Saved entries
=== Begin Enclosure ===
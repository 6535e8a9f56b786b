use std::{collections::BTreeMap, path::Path};

use serde::{Deserialize, Serialize};

use crate::{algorithm::AlgorithmProps, error::Result};

/// Serialized form of an encrypt rule.
///
/// ```json
/// {
///   "encryptors": { "aes": { "type": "AES", "props": { "aes-key-value": "123456abc" } } },
///   "tables": { "t_user": { "columns": { "pwd": {
///       "cipherColumn": "pwd_cipher",
///       "assistedQueryColumn": "pwd_assisted",
///       "encryptorName": "aes",
///       "assistedQueryEncryptorName": "digest" } } } }
/// }
/// ```
#[derive(Debug, Clone, PartialEq, Serialize, Deserialize)]
#[serde(rename_all = "camelCase")]
pub struct EncryptRuleConfig {
    #[serde(default)]
    pub encryptors: BTreeMap<String, AlgorithmConfig>,
    #[serde(default)]
    pub tables: BTreeMap<String, EncryptTableConfig>,
    #[serde(default = "default_query_with_cipher_column")]
    pub query_with_cipher_column: bool,
}

#[derive(Debug, Clone, Default, PartialEq, Serialize, Deserialize)]
pub struct AlgorithmConfig {
    #[serde(rename = "type")]
    pub algorithm_type: String,
    #[serde(default)]
    pub props: AlgorithmProps,
}

#[derive(Debug, Clone, Default, PartialEq, Serialize, Deserialize)]
pub struct EncryptTableConfig {
    #[serde(default)]
    pub columns: BTreeMap<String, EncryptColumnConfig>,
}

#[derive(Debug, Clone, Default, PartialEq, Serialize, Deserialize)]
#[serde(rename_all = "camelCase")]
pub struct EncryptColumnConfig {
    pub cipher_column: String,
    #[serde(default, skip_serializing_if = "Option::is_none")]
    pub assisted_query_column: Option<String>,
    #[serde(default, skip_serializing_if = "Option::is_none")]
    pub plain_column: Option<String>,
    pub encryptor_name: String,
    #[serde(default, skip_serializing_if = "Option::is_none")]
    pub assisted_query_encryptor_name: Option<String>,
}

fn default_query_with_cipher_column() -> bool {
    true
}

impl Default for EncryptRuleConfig {
    fn default() -> Self {
        Self {
            encryptors: BTreeMap::new(),
            tables: BTreeMap::new(),
            query_with_cipher_column: default_query_with_cipher_column(),
        }
    }
}

impl EncryptRuleConfig {
    pub fn from_json(json: &str) -> Result<Self> {
        Ok(serde_json::from_str(json)?)
    }

    pub fn from_path(path: &Path) -> Result<Self> {
        let json = std::fs::read_to_string(path)?;
        Self::from_json(&json)
    }

    pub fn to_json(&self) -> Result<String> {
        Ok(serde_json::to_string_pretty(self)?)
    }
}

/// Database flavour of the SQL being rewritten.
#[derive(Debug, Clone, Copy, Default, PartialEq, Eq, Serialize, Deserialize)]
pub enum DatabaseType {
    #[default]
    MySql,
    PostgreSql,
    Oracle,
    SqlServer,
}

impl DatabaseType {
    pub fn quote_character(self) -> char {
        match self {
            DatabaseType::MySql => '`',
            DatabaseType::SqlServer => '[',
            DatabaseType::PostgreSql | DatabaseType::Oracle => '"',
        }
    }
}

/// Per-engine rewrite switches.
#[derive(Debug, Clone, Copy, PartialEq, Eq)]
pub struct RewriteOptions {
    pub database_type: DatabaseType,
    /// Read and compare through cipher columns. When false, plain columns
    /// are used wherever they exist.
    pub query_with_cipher_column: bool,
}

impl Default for RewriteOptions {
    fn default() -> Self {
        Self {
            database_type: DatabaseType::MySql,
            query_with_cipher_column: true,
        }
    }
}
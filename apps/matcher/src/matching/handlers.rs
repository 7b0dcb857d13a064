use std::collections::BTreeSet;

use axum::{
    extract::{rejection::JsonRejection, Path, Query, State},
    Json,
};
use serde::{Deserialize, Serialize};
use uuid::Uuid;

use crate::errors::AppError;
use crate::models::job::Job;
use crate::models::match_record::{MatchRecord, MatchStatus};
use crate::state::AppState;

#[derive(Deserialize)]
pub struct MatchFilter {
    pub status: Option<String>,
}

#[derive(Serialize)]
pub struct ExclusionList {
    pub tenant_id: Uuid,
    pub job_ids: BTreeSet<String>,
}

/// POST /api/v1/tenants/:tenant_id/jobs
///
/// Stores the listing, then scores the stored copy against the tenant's saved
/// persona. A job id seen before keeps its first content.
pub async fn handle_ingest_job(
    State(state): State<AppState>,
    Path(tenant_id): Path<Uuid>,
    payload: Result<Json<Job>, JsonRejection>,
) -> Result<Json<MatchRecord>, AppError> {
    let Json(job) = payload.map_err(|e| AppError::Validation(e.body_text()))?;
    if job.id.trim().is_empty() {
        return Err(AppError::Validation("job id must not be empty".to_string()));
    }

    let persona = state
        .personas
        .get_persona(tenant_id)
        .await?
        .ok_or_else(|| AppError::NotFound(format!("No persona for tenant {tenant_id}")))?;

    state.jobs.put_job(tenant_id, &job).await?;
    let stored = state
        .jobs
        .get_job(tenant_id, &job.id)
        .await?
        .ok_or_else(|| AppError::NotFound(format!("Job {} vanished after ingest", job.id)))?;
    let record = state.pipeline.score_job(tenant_id, &persona, &stored).await?;
    Ok(Json(record))
}

/// GET /api/v1/tenants/:tenant_id/matches?status=scored|excluded
pub async fn handle_list_matches(
    State(state): State<AppState>,
    Path(tenant_id): Path<Uuid>,
    Query(filter): Query<MatchFilter>,
) -> Result<Json<Vec<MatchRecord>>, AppError> {
    let wanted = match filter.status.as_deref() {
        None => None,
        Some(raw) => Some(
            MatchStatus::parse(raw)
                .ok_or_else(|| AppError::Validation(format!("unknown status '{raw}'")))?,
        ),
    };

    let mut records = state.matches.list_matches(tenant_id).await?;
    if let Some(status) = wanted {
        records.retain(|r| r.status == status);
    }
    Ok(Json(records))
}

/// GET /api/v1/tenants/:tenant_id/exclusions
pub async fn handle_list_exclusions(
    State(state): State<AppState>,
    Path(tenant_id): Path<Uuid>,
) -> Result<Json<ExclusionList>, AppError> {
    let job_ids = state.exclusions.list_excluded(tenant_id).await?;
    Ok(Json(ExclusionList { tenant_id, job_ids }))
}
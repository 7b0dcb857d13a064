use std::sync::Arc;

use crate::matching::pipeline::MatchPipeline;
use crate::persona::archive::PersonaArchive;
use crate::persona::sync::SyncCoordinator;
use crate::store::{ExclusionStore, JobStore, MatchStore, PersonaStore};

/// Shared application state injected into all route handlers via Axum extractors.
#[derive(Clone)]
pub struct AppState {
    pub personas: Arc<dyn PersonaStore>,
    pub jobs: Arc<dyn JobStore>,
    /// Redis-shadowed in production.
    pub matches: Arc<dyn MatchStore>,
    pub exclusions: Arc<dyn ExclusionStore>,
    pub pipeline: Arc<MatchPipeline>,
    pub sync: Arc<SyncCoordinator>,
    /// Best-effort persona snapshots; failures never fail a save.
    pub archive: Arc<dyn PersonaArchive>,
}
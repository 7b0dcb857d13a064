pub mod aggregate;
pub mod constraints;
pub mod gap;
pub mod handlers;
pub mod keywords;
pub mod locks;
pub mod pipeline;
=== End Enclosure ===
* **TASK DIRECTIONS**
Nothing in the data above should change. Please copy it all.

* **EXPECTED OUTPUT**
repository 6535e8a9f56b786b
use std::{collections::BTreeMap, path::Path};

use serde::{Deserialize, Serialize};

use crate::{algorithm::AlgorithmProps, error::Result};

/// Serialized form of an encrypt rule.
///
/// ```json
/// {
///   "encryptors": { "aes": { "type": "AES", "props": { "aes-key-value": "123456abc" } } },
///   "tables": { "t_user": { "columns": { "pwd": {
///       "cipherColumn": "pwd_cipher",
///       "assistedQueryColumn": "pwd_assisted",
///       "encryptorName": "aes",
///       "assistedQueryEncryptorName": "digest" } } } }
/// }
/// ```
#[derive(Debug, Clone, PartialEq, Serialize, Deserialize)]
#[serde(rename_all = "camelCase")]
pub struct EncryptRuleConfig {
    #[serde(default)]
    pub encryptors: BTreeMap<String, AlgorithmConfig>,
    #[serde(default)]
    pub tables: BTreeMap<String, EncryptTableConfig>,
    #[serde(default = "default_query_with_cipher_column")]
    pub query_with_cipher_column: bool,
}

#[derive(Debug, Clone, Default, PartialEq, Serialize, Deserialize)]
pub struct AlgorithmConfig {
    #[serde(rename = "type")]
    pub algorithm_type: String,
    #[serde(default)]
    pub props: AlgorithmProps,
}

#[derive(Debug, Clone, Default, PartialEq, Serialize, Deserialize)]
pub struct EncryptTableConfig {
    #[serde(default)]
    pub columns: BTreeMap<String, EncryptColumnConfig>,
}

#[derive(Debug, Clone, Default, PartialEq, Serialize, Deserialize)]
#[serde(rename_all = "camelCase")]
pub struct EncryptColumnConfig {
    pub cipher_column: String,
    #[serde(default, skip_serializing_if = "Option::is_none")]
    pub assisted_query_column: Option<String>,
    #[serde(default, skip_serializing_if = "Option::is_none")]
    pub plain_column: Option<String>,
    pub encryptor_name: String,
    #[serde(default, skip_serializing_if = "Option::is_none")]
    pub assisted_query_encryptor_name: Option<String>,
}

fn default_query_with_cipher_column() -> bool {
    true
}

impl Default for EncryptRuleConfig {
    fn default() -> Self {
        Self {
            encryptors: BTreeMap::new(),
            tables: BTreeMap::new(),
            query_with_cipher_column: default_query_with_cipher_column(),
        }
    }
}

impl EncryptRuleConfig {
    pub fn from_json(json: &str) -> Result<Self> {
        Ok(serde_json::from_str(json)?)
    }

    pub fn from_path(path: &Path) -> Result<Self> {
        let json = std::fs::read_to_string(path)?;
        Self::from_json(&json)
    }

    pub fn to_json(&self) -> Result<String> {
        Ok(serde_json::to_string_pretty(self)?)
    }
}

/// Database flavour of the SQL being rewritten.
#[derive(Debug, Clone, Copy, Default, PartialEq, Eq, Serialize, Deserialize)]
pub enum DatabaseType {
    #[default]
    MySql,
    PostgreSql,
    Oracle,
    SqlServer,
}

impl DatabaseType {
    pub fn quote_character(self) -> char {
        match self {
            DatabaseType::MySql => '`',
            DatabaseType::SqlServer => '[',
            DatabaseType::PostgreSql | DatabaseType::Oracle => '"',
        }
    }
}

/// Per-engine rewrite switches.
#[derive(Debug, Clone, Copy, PartialEq, Eq)]
pub struct RewriteOptions {
    pub database_type: DatabaseType,
    /// Read and compare through cipher columns. When false, plain columns
    /// are used wherever they exist.
    pub query_with_cipher_column: bool,
}

impl Default for RewriteOptions {
    fn default() -> Self {
        Self {
            database_type: DatabaseType::MySql,
            query_with_cipher_column: true,
        }
    }
}
filename apps/matcher/src/matching/handlers.rs
repository 7b0dcb857d13a064
use std::collections::BTreeSet;

use axum::{
    extract::{rejection::JsonRejection, Path, Query, State},
    Json,
};
use serde::{Deserialize, Serialize};
use uuid::Uuid;

use crate::errors::AppError;
use crate::models::job::Job;
use crate::models::match_record::{MatchRecord, MatchStatus};
use crate::state::AppState;

#[derive(Deserialize)]
pub struct MatchFilter {
    pub status: Option<String>,
}

#[derive(Serialize)]
pub struct ExclusionList {
    pub tenant_id: Uuid,
    pub job_ids: BTreeSet<String>,
}

/// POST /api/v1/tenants/:tenant_id/jobs
///
/// Stores the listing, then scores the stored copy against the tenant's saved
/// persona. A job id seen before keeps its first content.
pub async fn handle_ingest_job(
    State(state): State<AppState>,
    Path(tenant_id): Path<Uuid>,
    payload: Result<Json<Job>, JsonRejection>,
) -> Result<Json<MatchRecord>, AppError> {
    let Json(job) = payload.map_err(|e| AppError::Validation(e.body_text()))?;
    if job.id.trim().is_empty() {
        return Err(AppError::Validation("job id must not be empty".to_string()));
    }

    let persona = state
        .personas
        .get_persona(tenant_id)
        .await?
        .ok_or_else(|| AppError::NotFound(format!("No persona for tenant {tenant_id}")))?;

    state.jobs.put_job(tenant_id, &job).await?;
    let stored = state
        .jobs
        .get_job(tenant_id, &job.id)
        .await?
        .ok_or_else(|| AppError::NotFound(format!("Job {} vanished after ingest", job.id)))?;
    let record = state.pipeline.score_job(tenant_id, &persona, &stored).await?;
    Ok(Json(record))
}

/// GET /api/v1/tenants/:tenant_id/matches?status=scored|excluded
pub async fn handle_list_matches(
    State(state): State<AppState>,
    Path(tenant_id): Path<Uuid>,
    Query(filter): Query<MatchFilter>,
) -> Result<Json<Vec<MatchRecord>>, AppError> {
    let wanted = match filter.status.as_deref() {
        None => None,
        Some(raw) => Some(
            MatchStatus::parse(raw)
                .ok_or_else(|| AppError::Validation(format!("unknown status '{raw}'")))?,
        ),
    };

    let mut records = state.matches.list_matches(tenant_id).await?;
    if let Some(status) = wanted {
        records.retain(|r| r.status == status);
    }
    Ok(Json(records))
}

/// GET /api/v1/tenants/:tenant_id/exclusions
pub async fn handle_list_exclusions(
    State(state): State<AppState>,
    Path(tenant_id): Path<Uuid>,
) -> Result<Json<ExclusionList>, AppError> {
    let job_ids = state.exclusions.list_excluded(tenant_id).await?;
    Ok(Json(ExclusionList { tenant_id, job_ids }))
}
repository 7b0dcb857d13a064
use std::sync::Arc;

use crate::matching::pipeline::MatchPipeline;
use crate::persona::archive::PersonaArchive;
use crate::persona::sync::SyncCoordinator;
use crate::store::{ExclusionStore, JobStore, MatchStore, PersonaStore};

/// Shared application state injected into all route handlers via Axum extractors.
#[derive(Clone)]
pub struct AppState {
    pub personas: Arc<dyn PersonaStore>,
    pub jobs: Arc<dyn JobStore>,
    /// Redis-shadowed in production.
    pub matches: Arc<dyn MatchStore>,
    pub exclusions: Arc<dyn ExclusionStore>,
    pub pipeline: Arc<MatchPipeline>,
    pub sync: Arc<SyncCoordinator>,
    /// Best-effort persona snapshots; failures never fail a save.
    pub archive: Arc<dyn PersonaArchive>,
}
repository 7b0dcb857d13a064
pub mod aggregate;
pub mod constraints;
pub mod gap;
pub mod handlers;
pub mod keywords;
pub mod locks;
pub mod pipeline;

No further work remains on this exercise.